June 4, 2008

Just a little over a month

Since my last post.
I've been spending a lot of time on my photography blog and various photog websites and forums.

But it has got me thinking about why I am spending so much time. I feel like taking a break from the computer and just shoot. My disadvantage right now is my noncollection of lenses. Lenses are expensive, but I can rent them.

Anyways, I just received Ali Edward's newsletter this month and I love it. I love her attitude. She is a designer that I really enjoy because she is very down to Earth and focused. She has a cute project on her blog that I'd like to try. I have tons of photos that I am doing nothing with that I think I might do with this.

Anyway, I have to go in for an ECHO this morning. Sumzing isn't right.

My challenge this month to myself and others who read this blog, is to just do it. What does that mean? Well, I have to confess that I am a perfectionist. This means that I have to get it right the first time or I just won't do it. And if I don't think I will get it right the first time, I won't even attempt. That has been a huge hurdle for me to overcome. Infact, I am still dealing with it. It is very hard for me to make a mistake and to accept defeat and then to have to learn from them?? OMG, kill me!!

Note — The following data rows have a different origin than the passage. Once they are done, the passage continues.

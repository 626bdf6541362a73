//! hexcone converts colors between RGB and perceptual color models that are
//! derived from weighted combinations of the red, green and blue channels.
//!
//! - **GLHS**, generalized lightness, hue, saturation. One hexcone algorithm
//!   that becomes HSV, HLS or HSI depending on its [`Weighting`].
//! - **HCY**, hue, chroma, luma. GLHS with direct luma weights.
//! - **YUV**, luma and two chrominance differences.
//!
//! ```rust
//! use hexcone::{rgb_to_glhs, glhs_to_rgb, Components, SortedWeights};
//!
//! let Components(l, h, s) = rgb_to_glhs(0.8, 0.4, 0.2, SortedWeights::HLS);
//! let Components(r, g, b) = glhs_to_rgb(l, h, s, SortedWeights::HLS);
//! assert!((r - 0.8).abs() < 1.0e-6);
//! assert!((g - 0.4).abs() < 1.0e-6);
//! assert!((b - 0.2).abs() < 1.0e-6);
//! ```
//!
//! All conversions work on single colors and never fail. Only building custom
//! weight schemes can return a [`ConfigurationError`].

#![deny(missing_docs)]

mod color;
mod error;
mod gamut;
mod glhs;
mod hcy;
mod hexcone;
mod interpolate;
mod math;
pub mod models;
mod weights;
mod yuv;


pub use color::{Channels, Component, Components};
pub use error::{ConfigurationError, Result};
pub use glhs::{glhs_to_rgb, rgb_to_glhs};
pub use hcy::{hcy_to_rgb, rgb_to_hcy};
pub use weights::{RgbWeights, SortedWeights, Weighting};
pub use yuv::{rgb_to_yuv, yuv_to_rgb, ClampMode, U_MAX, V_MAX};
//! The hue, chroma, luma (HCY) model.
//!
//! HCY is GLHS with direct RGB weights: luma is the weighted sum of the
//! channels, chroma is GLHS saturation measured against that luma.

use crate::color::{Component, Components};
use crate::glhs::{glhs_to_rgb, rgb_to_glhs};
use crate::weights::RgbWeights;

/// Convert a color from RGB to HCY. Returns `(hue, chroma, luma)`.
pub fn rgb_to_hcy(
    red: Component,
    green: Component,
    blue: Component,
    weights: RgbWeights,
) -> Components {
    let Components(luma, hue, chroma) = rgb_to_glhs(red, green, blue, weights);
    Components(hue, chroma, luma)
}

/// Convert a color from HCY to RGB. Results are not clamped.
pub fn hcy_to_rgb(
    hue: Component,
    chroma: Component,
    luma: Component,
    weights: RgbWeights,
) -> Components {
    glhs_to_rgb(luma, hue, chroma, weights)
}
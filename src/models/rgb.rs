//! Model a color with red, green and blue components.

use crate::color::Component;
use crate::weights::{RgbWeights, Weighting};
use crate::{glhs, hcy, yuv};

use super::{Glhs, Hcy, Yuv};

hexcone_macros::gen_model! {
    /// A color specified with red, green and blue components, nominally in
    /// [0..1].
    pub struct Rgb {
        /// The red component of the color.
        red: Component,
        /// The green component of the color.
        green: Component,
        /// The blue component of the color.
        blue: Component,
    }
}

impl Rgb {
    /// Convert this color to GLHS with the given weight scheme.
    pub fn to_glhs(&self, weighting: impl Into<Weighting>) -> Glhs {
        glhs::rgb_to_glhs(self.red, self.green, self.blue, weighting).into()
    }

    /// Convert this color to HCY with the given luma weights.
    pub fn to_hcy(&self, weights: RgbWeights) -> Hcy {
        hcy::rgb_to_hcy(self.red, self.green, self.blue, weights).into()
    }

    /// Convert this color to YUV with the given luma weights.
    pub fn to_yuv(&self, weights: RgbWeights) -> Yuv {
        yuv::rgb_to_yuv(self.red, self.green, self.blue, weights).into()
    }
}
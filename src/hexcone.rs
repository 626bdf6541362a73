//! Geometry of the RGB hexcone: ranking the channels of a color and the six
//! hue sectors the ranking divides the hue circle into.

use crate::color::{Component, Components};
use crate::math::normalize_hue;

/// One of the three RGB channels.
#[derive(Clone, Copy, Debug, PartialEq, Eq)]
pub enum Channel {
    Red,
    Green,
    Blue,
}

impl Channel {
    fn of(self, rgb: &Components) -> Component {
        match self {
            Channel::Red => rgb.0,
            Channel::Green => rgb.1,
            Channel::Blue => rgb.2,
        }
    }
}

/// Which channel holds the largest, the middle and the smallest value.
#[derive(Clone, Copy, Debug, PartialEq, Eq)]
pub struct Roles {
    pub max: Channel,
    pub mid: Channel,
    pub min: Channel,
}

impl Roles {
    const fn new(max: Channel, mid: Channel, min: Channel) -> Self {
        Self { max, mid, min }
    }

    /// Rank the channels of a color. Ties for the largest value go to red,
    /// then green.
    fn rank(rgb: &Components) -> Self {
        use Channel::*;

        let Components(red, green, blue) = *rgb;

        if red >= green && red >= blue {
            if green >= blue {
                Self::new(Red, Green, Blue)
            } else {
                Self::new(Red, Blue, Green)
            }
        } else if green >= blue {
            if red >= blue {
                Self::new(Green, Red, Blue)
            } else {
                Self::new(Green, Blue, Red)
            }
        } else if red >= green {
            Self::new(Blue, Red, Green)
        } else {
            Self::new(Blue, Green, Red)
        }
    }

    /// Place the ranked values into their channels.
    pub fn place(&self, max: Component, mid: Component, min: Component) -> Components {
        let mut rgb = Components::default();
        for (channel, value) in [(self.max, max), (self.mid, mid), (self.min, min)] {
            match channel {
                Channel::Red => rgb.0 = value,
                Channel::Green => rgb.1 = value,
                Channel::Blue => rgb.2 = value,
            }
        }
        rgb
    }
}

/// Channel roles of the six sectors of the hue circle, starting at red. In
/// even sectors the middle channel rises with the hue, in odd sectors it
/// falls.
#[rustfmt::skip]
const SECTORS: [Roles; 6] = {
    use Channel::*;
    [
        Roles::new(Red, Green, Blue),
        Roles::new(Green, Red, Blue),
        Roles::new(Green, Blue, Red),
        Roles::new(Blue, Green, Red),
        Roles::new(Blue, Red, Green),
        Roles::new(Red, Blue, Green),
    ]
};

/// The channels of a color ordered by their value.
#[derive(Clone, Copy, Debug, PartialEq)]
pub struct Sorted {
    pub max: Component,
    pub mid: Component,
    pub min: Component,
    pub roles: Roles,
}

impl Sorted {
    pub fn new(rgb: &Components) -> Self {
        let roles = Roles::rank(rgb);
        Self {
            max: roles.max.of(rgb),
            mid: roles.mid.of(rgb),
            min: roles.min.of(rgb),
            roles,
        }
    }

    /// Distance between the largest and smallest channel.
    pub fn range(&self) -> Component {
        self.max - self.min
    }

    /// Where the middle channel sits between the smallest (0) and the largest
    /// (1) channel. Must not be called for achromatic colors.
    pub fn mid_fraction(&self) -> Component {
        (self.mid - self.min) / self.range()
    }

    /// The hexcone hue in turns, [0..1). Must not be called for achromatic
    /// colors.
    pub fn hue(&self, rgb: &Components) -> Component {
        let Components(red, green, blue) = *rgb;
        let range = self.range();

        let sixths = match self.roles.max {
            Channel::Red => (green - blue) / range,
            Channel::Green => (blue - red) / range + 2.0,
            Channel::Blue => (red - green) / range + 4.0,
        };

        normalize_hue(sixths / 6.0)
    }
}

/// The sector of the hue circle a hue falls into.
#[derive(Clone, Copy, Debug, PartialEq)]
pub struct Sector {
    pub roles: Roles,
    /// See [`Sorted::mid_fraction`].
    pub mid_fraction: Component,
}

impl Sector {
    pub fn from_hue(hue: Component) -> Self {
        let sixths = (hue * 6.0).rem_euclid(6.0);
        let index = (sixths.floor() as usize).min(5);
        let offset = sixths - index as Component;

        Self {
            roles: SECTORS[index],
            mid_fraction: if index % 2 == 0 { offset } else { 1.0 - offset },
        }
    }
}
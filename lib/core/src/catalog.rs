use ahash::AHashMap;
use serde::{Deserialize, Serialize};

use crate::{Error, Result};

/// A catalog entry: a title plus the raw tag text describing it.
///
/// The item's identity is its row index in the [`Catalog`]; titles are
/// only a human-facing lookup key.
#[derive(Debug, Clone, Serialize, Deserialize, PartialEq)]
pub struct Item {
    pub index: usize,
    pub title: String,
    /// Raw, unnormalized tag text. May be empty.
    pub tags: String,
}

impl Item {
    #[inline]
    #[must_use]
    pub fn new(index: usize, title: impl Into<String>, tags: impl Into<String>) -> Self {
        Self {
            index,
            title: title.into(),
            tags: tags.into(),
        }
    }
}

/// An ordered, immutable snapshot of catalog items.
///
/// Indices are assigned in insertion order (0..N-1) and stay stable for
/// the lifetime of any session built from this catalog. Duplicate titles
/// resolve to the first occurrence.
#[derive(Debug, Clone, Default)]
pub struct Catalog {
    items: Vec<Item>,
    by_title: AHashMap<String, usize>,
}

impl Catalog {
    /// Build a catalog from `(title, tags)` records in order.
    #[must_use]
    pub fn from_records<T, U>(records: impl IntoIterator<Item = (T, U)>) -> Self
    where
        T: Into<String>,
        U: Into<String>,
    {
        let items: Vec<Item> = records
            .into_iter()
            .enumerate()
            .map(|(index, (title, tags))| Item::new(index, title, tags))
            .collect();

        let mut by_title = AHashMap::with_capacity(items.len());
        for item in &items {
            by_title.entry(item.title.clone()).or_insert(item.index);
        }

        Self { items, by_title }
    }

    #[inline]
    #[must_use]
    pub fn len(&self) -> usize {
        self.items.len()
    }

    #[inline]
    #[must_use]
    pub fn is_empty(&self) -> bool {
        self.items.is_empty()
    }

    #[inline]
    #[must_use]
    pub fn get(&self, index: usize) -> Option<&Item> {
        self.items.get(index)
    }

    /// Look up an item by exact title.
    pub fn find_by_title(&self, title: &str) -> Result<&Item> {
        self.by_title
            .get(title)
            .map(|&index| &self.items[index])
            .ok_or_else(|| Error::TitleNotFound(title.to_string()))
    }

    #[inline]
    pub fn iter(&self) -> impl Iterator<Item = &Item> {
        self.items.iter()
    }

    #[inline]
    #[must_use]
    pub fn items(&self) -> &[Item] {
        &self.items
    }
}

#[cfg(test)]
mod tests {
    use super::*;

    #[test]
    fn test_indices_follow_insertion_order() {
        let catalog = Catalog::from_records([("a", "x"), ("b", "y"), ("c", "z")]);
        assert_eq!(catalog.len(), 3);
        assert_eq!(catalog.get(1).unwrap().title, "b");
        assert_eq!(catalog.get(1).unwrap().index, 1);
    }

    #[test]
    fn test_find_by_title() {
        let catalog = Catalog::from_records([("Inception", "dream heist"), ("Heat", "crime la")]);
        let item = catalog.find_by_title("Heat").unwrap();
        assert_eq!(item.index, 1);

        let err = catalog.find_by_title("Tenet").unwrap_err();
        assert!(matches!(err, Error::TitleNotFound(_)));
    }

    #[test]
    fn test_duplicate_titles_resolve_to_first() {
        let catalog = Catalog::from_records([("dup", "first"), ("dup", "second")]);
        assert_eq!(catalog.find_by_title("dup").unwrap().tags, "first");
    }
}
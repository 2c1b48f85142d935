// Tag text normalization: lowercase, whitespace split, pluggable stemming.

/// Per-token stemming hook injected into the [`Normalizer`].
///
/// Implementations must be pure so that vocabulary construction stays
/// reproducible across runs.
pub trait Stemmer: Send + Sync {
    fn stem(&self, token: &str) -> String;
}

/// Passes tokens through unchanged. The default when no stemming
/// algorithm is supplied.
#[derive(Debug, Clone, Copy, Default)]
pub struct IdentityStemmer;

impl Stemmer for IdentityStemmer {
    #[inline]
    fn stem(&self, token: &str) -> String {
        token.to_string()
    }
}

impl<F> Stemmer for F
where
    F: Fn(&str) -> String + Send + Sync,
{
    #[inline]
    fn stem(&self, token: &str) -> String {
        self(token)
    }
}

/// Maps raw tag text to a canonical token sequence.
///
/// Splits on whitespace, lowercases each token, applies the stemmer, and
/// rejoins with single spaces. Absent or empty input yields an empty
/// string, never an error.
pub struct Normalizer {
    stemmer: Box<dyn Stemmer>,
}

impl Normalizer {
    #[must_use]
    pub fn new(stemmer: Box<dyn Stemmer>) -> Self {
        Self { stemmer }
    }

    pub fn normalize(&self, text: Option<&str>) -> String {
        let Some(text) = text else {
            return String::new();
        };

        let tokens: Vec<String> = text
            .split_whitespace()
            .map(|token| self.stemmer.stem(&token.to_lowercase()))
            .filter(|token| !token.is_empty())
            .collect();

        tokens.join(" ")
    }
}

impl Default for Normalizer {
    fn default() -> Self {
        Self::new(Box::new(IdentityStemmer))
    }
}
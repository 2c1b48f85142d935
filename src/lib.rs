//! # mindrec
//!
//! A content-based movie recommendation core.
//!
//! mindrec turns free-text tag descriptions of catalog items into
//! bounded-vocabulary count vectors, derives a dense pairwise cosine
//! similarity matrix, and ranks the most similar items for any query.
//! A companion evaluation suite judges ranking quality against a
//! tag-overlap notion of relevance (Precision@K, Recall@K, MRR, NDCG@K)
//! plus coverage and diversity measures.
//!
//! ## Quick Start
//!
//! ### As a CLI
//!
//! ```bash
//! cargo install mindrec
//! mindrec recommend --catalog movies.csv --title "Inception" --top-k 5
//! mindrec evaluate --catalog movies.csv --k 5 --min-common 3
//! ```
//!
//! ### As a Library
//!
//! ```rust
//! use mindrec::prelude::*;
//!
//! // A catalog snapshot: (title, raw tag text) records in index order.
//! let catalog = Catalog::from_records([
//!     ("Alien Dawn", "space horror alien crew ship"),
//!     ("Void Station", "space station alien crew"),
//!     ("Meadow Song", "romance countryside music"),
//! ]);
//!
//! // Build the session once; it is immutable afterwards.
//! let session = RankingSession::build(
//!     catalog,
//!     &Normalizer::default(),
//!     &SessionConfig::default(),
//! )
//! .unwrap();
//!
//! let titles = session.recommend("Alien Dawn", 2).unwrap();
//! assert_eq!(titles[0], "Void Station");
//!
//! // Evaluate ranking quality over the whole catalog.
//! let report = Evaluator::new(EvalConfig { k: 2, min_common: 3 })
//!     .run(&session)
//!     .unwrap();
//! assert_eq!(report.queries, 3);
//! ```
//!
//! ## Crate Structure
//!
//! mindrec is composed of two library crates plus this facade:
//!
//! - [`mindrec-core`](https://docs.rs/mindrec-core) - Catalog, normalization,
//!   vocabulary vectors, similarity matrix, top-K ranking
//! - [`mindrec-eval`](https://docs.rs/mindrec-eval) - Relevance judgments,
//!   IR metrics, coverage/diversity, batch evaluation

// Re-export core types
pub use mindrec_core::{
    english_stop_words, top_k, Catalog, Error, IdentityStemmer, Item, Normalizer,
    RankingSession, Result, SessionConfig, SimilarityMatrix, Stemmer, TagVector, Vectorizer,
    Vocabulary, DEFAULT_MAX_FEATURES,
};

// Re-export evaluation types
pub use mindrec_eval::{
    average_diversity, catalog_coverage, dcg_at_k, intra_list_diversity, mrr, ndcg_at_k,
    precision_at_k, recall_at_k, tag_set, EvalConfig, EvalError, EvalReport, Evaluator,
    QueryMetrics, RelevanceJudge,
};

pub mod loader;

/// Prelude module for convenient imports
pub mod prelude {
    pub use crate::loader::load_catalog;
    pub use crate::{
        Catalog, Error, EvalConfig, EvalError, EvalReport, Evaluator, Item, Normalizer,
        RankingSession, RelevanceJudge, Result, SessionConfig, SimilarityMatrix, Stemmer,
        TagVector,
    };
}
//! # mindrec Eval
//!
//! Evaluation suite for the mindrec recommendation core.
//!
//! Judges ranking quality against a tag-overlap notion of relevance,
//! using standard information-retrieval metrics plus coverage and
//! diversity measures.
//!
//! ## Features
//!
//! - **Relevance judgments**: boolean (shared-tag threshold) and graded
//!   (Jaccard of tag sets) relevance from raw tag text
//! - **Rank quality**: Precision@K, Recall@K, MRR, NDCG@K
//! - **Set quality**: catalog coverage and intra-list diversity
//! - **Batch evaluation**: every catalog item as a query, aggregated
//!   into one [`EvalReport`]
//!
//! ## Example
//!
//! ```rust
//! use mindrec_core::{Catalog, Normalizer, RankingSession, SessionConfig};
//! use mindrec_eval::{EvalConfig, Evaluator};
//!
//! let catalog = Catalog::from_records([
//!     ("Alien Dawn", "space horror alien crew ship"),
//!     ("Void Station", "space station alien crew"),
//!     ("Meadow Song", "romance countryside music"),
//! ]);
//! let session = RankingSession::build(
//!     catalog,
//!     &Normalizer::default(),
//!     &SessionConfig::default(),
//! )
//! .unwrap();
//!
//! let evaluator = Evaluator::new(EvalConfig { k: 2, min_common: 3 });
//! let report = evaluator.run(&session).unwrap();
//! assert_eq!(report.queries, 3);
//! ```

pub mod diversity;
pub mod metrics;
pub mod relevance;
pub mod report;

// Re-export main types for convenience
pub use diversity::{average_diversity, intra_list_diversity, EvalError};
pub use metrics::{
    catalog_coverage, dcg_at_k, mrr, ndcg_at_k, precision_at_k, recall_at_k,
};
pub use relevance::{tag_set, RelevanceJudge};
pub use report::{EvalConfig, EvalReport, Evaluator, QueryMetrics};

I get very uptight and prideful when my intelligence is challenged, even though most of the time it isn't. I just get defensive, even with myself. So this month, my challenge is to just do it. Drag myself through the sludge of perfectionism and high expectations that hold me down. It feels kind of like The Never Ending Story when Atrau and his horse have to walk through the swamp of despair. You've got to make it out, you've got to look at your challenges and get through it. I promise it will get better. Though I have no reasoning why or experience, I have to say it so that I will believe it.

Take care.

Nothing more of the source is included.